King Tutankhamen, more widely known as King Tut, or The Boy King, was the product of a marriage between brother and sister. It is possible that his wife, Ankhesenamun was either his full or half sister or his niece. The mummies of two stillborn children that were found in Tut’s tomb have confirmed that the mother and father were related and that Tut was the father.
Cleopatra, the last Pharaoh was, at one time, married to her own brother – before she (may have) had him killed.
Because of these close marriages, stillbirths were common in the royal families, as were birth defects and genetic disorders. By the same DNA testing that identified Tutankhamen’s children, we also now know that Tut himself was plagued by illnesses and disorders caused by his limited gene pool. Tut had a cleft palate, a club foot (as well as missing bones in his feet) and scoliosis – all of which either occurred or were worsened due to his parentage.

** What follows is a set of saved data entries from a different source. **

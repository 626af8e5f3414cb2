/// Command-line arguments and their translation into a [`Config`].
use anyhow::Context;
use clap::{Parser, ValueEnum};
use shadowsleuth_core::scanner::HashAlgorithm;
use shadowsleuth_core::{Config, Zone};
use std::path::PathBuf;

#[derive(Debug, Clone, Copy, PartialEq, Eq, ValueEnum)]
pub enum ModeArg {
    /// Report on every file of every shadow copy.
    Full,
    /// Baseline report plus reports of files created after it.
    Compare,
}

#[derive(Debug, Parser)]
#[command(
    name = "ShadowSleuth",
    version,
    about = "Walks every file in every Volume Shadow Copy and writes hash/MAC-time reports"
)]
pub struct Cli {
    /// List every Volume Shadow Copy on the current volume.
    #[arg(short = 'l', long)]
    pub list: bool,

    /// Process all shadow copies or compare them against a baseline.
    #[arg(short = 'p', long)]
    pub parse: bool,

    /// Derive chart data from the generated reports.
    #[arg(short = 'v', long)]
    pub visualize: bool,

    /// Processing mode; prompted for when omitted.
    #[arg(long, value_enum)]
    pub mode: Option<ModeArg>,

    /// Baseline shadow copy number (1-based, as shown by --list).
    #[arg(long)]
    pub baseline: Option<usize>,

    /// Read the shadow copy listing from a file instead of running vssadmin.
    #[arg(long, value_name = "FILE")]
    pub listing: Option<PathBuf>,

    /// Output directory for reports.
    #[arg(short = 'o', long, value_name = "DIR")]
    pub output: Option<PathBuf>,

    /// Digest algorithm (md5 or sha256).
    #[arg(long)]
    pub hash: Option<HashAlgorithm>,

    /// Read and write timestamps in UTC instead of local time.
    #[arg(long)]
    pub utc: bool,

    /// Only walk this sub-directory of each shadow copy (e.g. Users).
    #[arg(long, value_name = "DIR")]
    pub subpath: Option<PathBuf>,

    /// File types to chart, comma separated (e.g. jpg,png,pdf).
    #[arg(long, value_delimiter = ',')]
    pub filetypes: Vec<String>,

    /// JSON configuration file; flags override its values.
    #[arg(long, value_name = "FILE")]
    pub config: Option<PathBuf>,

    /// Log at debug level.
    #[arg(long)]
    pub verbose: bool,
}

impl Cli {
    /// Parse the process arguments.
    pub fn from_env() -> Self {
        Self::parse()
    }

    /// Whether any action was requested.
    pub fn has_action(&self) -> bool {
        self.list || self.parse || self.visualize
    }

    /// Build the run configuration: file (if any), then flag overrides.
    pub fn resolve_config(&self) -> anyhow::Result<Config> {
        let mut config = match &self.config {
            Some(path) => Config::load(path)
                .with_context(|| format!("loading configuration from {}", path.display()))?,
            None => Config::default(),
        };
        if let Some(output) = &self.output {
            config.output_dir = output.clone();
        }
        if let Some(hash) = self.hash {
            config.hash = hash;
        }
        if self.utc {
            config.time_zone = Zone::Utc;
        }
        if let Some(subpath) = &self.subpath {
            config.walk_subpath = Some(subpath.clone());
        }
        Ok(config)
    }

    /// Chart type filter, or `None` for every type.
    pub fn type_filter(&self) -> Option<&[String]> {
        (!self.filetypes.is_empty()).then_some(self.filetypes.as_slice())
    }
}
/// Persistent failure log: one JSON object per line in the output directory.
use shadowsleuth_core::failure::log_failure;
use shadowsleuth_core::{Failure, FailureKind, FailureSink};
use std::fs::{self, File, OpenOptions};
use std::io::Write;
use std::path::{Path, PathBuf};
use tracing::warn;

/// File name of the log inside the output directory.
pub const FAILURE_LOG_NAME: &str = "failures.jsonl";

/// Appends every failure to `<output>/failures.jsonl` and mirrors it to
/// the tracing log.
///
/// The file is opened on the first failure so a clean run leaves nothing
/// behind. If the log itself cannot be written, failures still reach
/// tracing.
#[derive(Debug)]
pub struct JsonLinesSink {
    path: PathBuf,
    file: Option<File>,
    broken: bool,
    recorded: u64,
    kinds: Vec<FailureKind>,
}

impl JsonLinesSink {
    pub fn new(output_dir: &Path) -> Self {
        Self {
            path: output_dir.join(FAILURE_LOG_NAME),
            file: None,
            broken: false,
            recorded: 0,
            kinds: Vec::new(),
        }
    }

    pub fn path(&self) -> &Path {
        &self.path
    }

    /// Failures recorded through this sink.
    pub fn recorded(&self) -> u64 {
        self.recorded
    }

    /// How many failures of `kind` were recorded.
    pub fn count(&self, kind: FailureKind) -> usize {
        self.kinds.iter().filter(|k| **k == kind).count()
    }

    fn open(&mut self) -> std::io::Result<&mut File> {
        if self.file.is_none() {
            if let Some(parent) = self.path.parent() {
                fs::create_dir_all(parent)?;
            }
            let file = OpenOptions::new()
                .create(true)
                .append(true)
                .open(&self.path)?;
            self.file = Some(file);
        }
        match self.file.as_mut() {
            Some(file) => Ok(file),
            None => Err(std::io::Error::other("failure log not open")),
        }
    }

    fn append(&mut self, failure: &Failure) -> std::io::Result<()> {
        let line = serde_json::to_string(failure)?;
        let file = self.open()?;
        writeln!(file, "{line}")?;
        file.flush()
    }
}

impl FailureSink for JsonLinesSink {
    fn record(&mut self, failure: Failure) {
        log_failure(&failure);
        self.recorded += 1;
        self.kinds.push(failure.kind);

        if self.broken {
            return;
        }
        if let Err(err) = self.append(&failure) {
            warn!("Cannot write failure log {}: {err}", self.path.display());
            self.broken = true;
        }
    }
}

#[cfg(test)]
mod tests {
    use super::*;
    use shadowsleuth_core::failure::Component;
    use tempfile::TempDir;

    #[test]
    fn clean_run_leaves_no_file() {
        let tmp = TempDir::new().unwrap();
        let sink = JsonLinesSink::new(tmp.path());
        assert!(!sink.path().exists());
        assert_eq!(sink.recorded(), 0);
    }

    #[test]
    fn failures_are_appended_as_json_lines() {
        let tmp = TempDir::new().unwrap();
        let out = tmp.path().join("ProcessingOutput");
        let mut sink = JsonLinesSink::new(&out);

        sink.record(
            Failure::new(Component::Walker, FailureKind::FileAccess, "permission denied")
                .with_path("/snap/locked.db"),
        );
        sink.record(Failure::new(Component::Catalog, FailureKind::Parse, "listing line 4"));

        let text = fs::read_to_string(out.join(FAILURE_LOG_NAME)).unwrap();
        let lines: Vec<serde_json::Value> = text
            .lines()
            .map(|l| serde_json::from_str(l).unwrap())
            .collect();
        assert_eq!(lines.len(), 2);
        assert_eq!(lines[0]["source"], "walker");
        assert_eq!(lines[0]["kind"], "file_access");
        assert_eq!(lines[0]["path"], "/snap/locked.db");
        assert_eq!(lines[1]["kind"], "parse");
        assert!(lines[1].get("path").is_none());

        assert_eq!(sink.recorded(), 2);
        assert_eq!(sink.count(FailureKind::FileAccess), 1);
    }

    #[test]
    fn unwritable_log_still_counts() {
        let tmp = TempDir::new().unwrap();
        // A file where the directory should be.
        let blocker = tmp.path().join("out");
        fs::write(&blocker, b"x").unwrap();

        let mut sink = JsonLinesSink::new(&blocker);
        sink.record(Failure::new(Component::Walker, FailureKind::Enumerate, "gone"));
        sink.record(Failure::new(Component::Walker, FailureKind::Enumerate, "gone"));
        assert_eq!(sink.recorded(), 2);
    }
}
/// Size and count formatting for run summaries.
///
/// Report rows carry whole KiB (see [`crate::model::file_record::size_kib`]);
/// these helpers only feed console output.

/// Bytes per KiB.
pub const KIB: u64 = 1024;

/// Larger units with the decimals shown for each.
const UNITS: [(&str, usize); 4] = [("KB", 1), ("MB", 1), ("GB", 2), ("TB", 2)];

/// Format a byte count with a binary unit (KB = 1024 bytes).
///
/// Counts below one KiB print exactly; TB is the largest unit.
pub fn format_size(bytes: u64) -> String {
    if bytes < KIB {
        return format!("{bytes} B");
    }
    let mut value = bytes as f64 / KIB as f64;
    let mut unit = 0;
    while value >= KIB as f64 && unit + 1 < UNITS.len() {
        value /= KIB as f64;
        unit += 1;
    }
    let (name, decimals) = UNITS[unit];
    format!("{value:.decimals$} {name}")
}

/// Format a file count with thousand separators.
pub fn format_count(count: u64) -> String {
    let digits = count.to_string();
    let mut out = String::with_capacity(digits.len() + digits.len() / 3);
    for (i, ch) in digits.chars().enumerate() {
        if i > 0 && (digits.len() - i) % 3 == 0 {
            out.push(',');
        }
        out.push(ch);
    }
    out
}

Unfortunately, many other deformities were present in almost every dynasty because of the instances on inbreeding. All through the 18th dynasty, we see huge overbite problems as well as elongated skulls in almost all of the royals, evidence of the shallow gene pool.
Outbreeding Saves European Royals
Today, obviously, we understand the dangers and consequences of inbreeding. Most societies have attached stigma to marrying inside one’s own family and it is rarely done. In fact, there are really only a few places where marrying within the family is currently condoned, and many of them are because of the remoteness of their locations.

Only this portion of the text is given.